Lived experience and being able to share that experience with others in a personal way, in an empathetic way, which helps others understand is very important. On the flip side though, lived experience alone isn’t enough to fix all the issues. There definitely needs to be a balance of lived experience and professional skills to progress EDI within organisations
I’m a real fan of the phrase: “Nothing for us without us.” Please don’t try and design away our problems without including us in the design. As a basic tenet and philosophy it’s very good.
Bermuda is calling
What I’m really looking forward to is seeing the final designs for our stations and our trains over the next year few years. I feel they will be a real move forward for inclusive design.

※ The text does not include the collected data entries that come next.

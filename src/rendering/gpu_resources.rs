use wgpu::util::DeviceExt;

use crate::rendering::draw_list::ObjectUniform;
use crate::scene::geometry::{MeshData, Topology};
use crate::scene::resources::{GeometryHandle, GpuResources, MaterialHandle, Slots};

pub struct GpuGeometry {
    pub vertex_buffer: wgpu::Buffer,
    pub index_buffer: wgpu::Buffer,
    pub index_count: u32,
    pub topology: Topology,
}

pub struct GpuMaterial {
    buffer: wgpu::Buffer,
    pub bind_group: wgpu::BindGroup,
}

/// wgpu-backed allocator for scene object geometry and materials.
pub struct WgpuResources {
    device: wgpu::Device,
    queue: wgpu::Queue,
    material_layout: wgpu::BindGroupLayout,
    geometries: Slots<GpuGeometry>,
    materials: Slots<GpuMaterial>,
}

impl WgpuResources {
    pub fn new(device: &wgpu::Device, queue: &wgpu::Queue) -> Self {
        let material_layout = device.create_bind_group_layout(&wgpu::BindGroupLayoutDescriptor {
            label: Some("Object material bind group layout"),
            entries: &[wgpu::BindGroupLayoutEntry {
                binding: 0,
                visibility: wgpu::ShaderStages::VERTEX_FRAGMENT,
                ty: wgpu::BindingType::Buffer {
                    ty: wgpu::BufferBindingType::Uniform,
                    has_dynamic_offset: false,
                    min_binding_size: None,
                },
                count: None,
            }],
        });

        Self {
            device: device.clone(),
            queue: queue.clone(),
            material_layout,
            geometries: Slots::new(),
            materials: Slots::new(),
        }
    }

    pub fn material_layout(&self) -> &wgpu::BindGroupLayout {
        &self.material_layout
    }

    pub fn geometry(&self, slot: u32) -> Option<&GpuGeometry> {
        self.geometries.get(slot)
    }

    pub fn material(&self, slot: u32) -> Option<&GpuMaterial> {
        self.materials.get(slot)
    }

    pub fn write_material(&self, slot: u32, uniform: &ObjectUniform) {
        if let Some(material) = self.materials.get(slot) {
            self.queue
                .write_buffer(&material.buffer, 0, bytemuck::cast_slice(&[*uniform]));
        }
    }

    /// Destroys whatever is still allocated. Called once at shutdown, after the
    /// scene has released its own handles.
    pub fn destroy_all(&mut self) {
        let mut leaked = 0;
        for geometry in self.geometries.drain() {
            geometry.vertex_buffer.destroy();
            geometry.index_buffer.destroy();
            leaked += 1;
        }
        for material in self.materials.drain() {
            material.buffer.destroy();
            leaked += 1;
        }

        if leaked > 0 {
            log::warn!("Destroyed {leaked} GPU resources that were never released");
        }
    }
}

impl GpuResources for WgpuResources {
    fn create_geometry(&mut self, mesh: &MeshData) -> GeometryHandle {
        let vertex_buffer = self
            .device
            .create_buffer_init(&wgpu::util::BufferInitDescriptor {
                label: Some(mesh.name),
                contents: bytemuck::cast_slice(&mesh.vertices),
                usage: wgpu::BufferUsages::VERTEX,
            });

        let index_buffer = self
            .device
            .create_buffer_init(&wgpu::util::BufferInitDescriptor {
                label: Some(mesh.name),
                contents: bytemuck::cast_slice(&mesh.indices),
                usage: wgpu::BufferUsages::INDEX,
            });

        log::trace!(
            "Uploaded {} ({} vertices, {} indices)",
            mesh.name,
            mesh.vertices.len(),
            mesh.indices.len()
        );

        self.geometries.insert_geometry(GpuGeometry {
            vertex_buffer,
            index_buffer,
            index_count: mesh.indices.len() as u32,
            topology: mesh.topology,
        })
    }

    fn create_material(&mut self, label: &str) -> MaterialHandle {
        let buffer = self.device.create_buffer(&wgpu::BufferDescriptor {
            label: Some(label),
            size: std::mem::size_of::<ObjectUniform>() as wgpu::BufferAddress,
            usage: wgpu::BufferUsages::UNIFORM | wgpu::BufferUsages::COPY_DST,
            mapped_at_creation: false,
        });

        let bind_group = self.device.create_bind_group(&wgpu::BindGroupDescriptor {
            label: Some(label),
            layout: &self.material_layout,
            entries: &[wgpu::BindGroupEntry {
                binding: 0,
                resource: buffer.as_entire_binding(),
            }],
        });

        self.materials
            .insert_material(GpuMaterial { buffer, bind_group })
    }

    fn release_geometry(&mut self, handle: GeometryHandle) {
        match self.geometries.take_geometry(handle) {
            Some(geometry) => {
                geometry.vertex_buffer.destroy();
                geometry.index_buffer.destroy();
            }
            None => log::error!("Released a geometry that was not allocated"),
        }
    }

    fn release_material(&mut self, handle: MaterialHandle) {
        match self.materials.take_material(handle) {
            Some(material) => material.buffer.destroy(),
            None => log::error!("Released a material that was not allocated"),
        }
    }
}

There’s also how we progress our approach to inclusive health and safety. I think that area of work is going to expand over the next few years. We have the opportunity to define at site level what the industry does regarding EDI going forward, so that’s a really exciting part of the EDI legacy we can leave the sector.
Gender balance challenges will persist for a while as we recruit heavily into site-based roles. The scale and complexity of HS2 means there’s always something new around the corner.
On a personal level, after a long year, I am definitely looking forward to going home to Bermuda for a holiday. My mother has already given me a list of gardening chores she needs done whilst I’m there. It’s nice to know some things never change!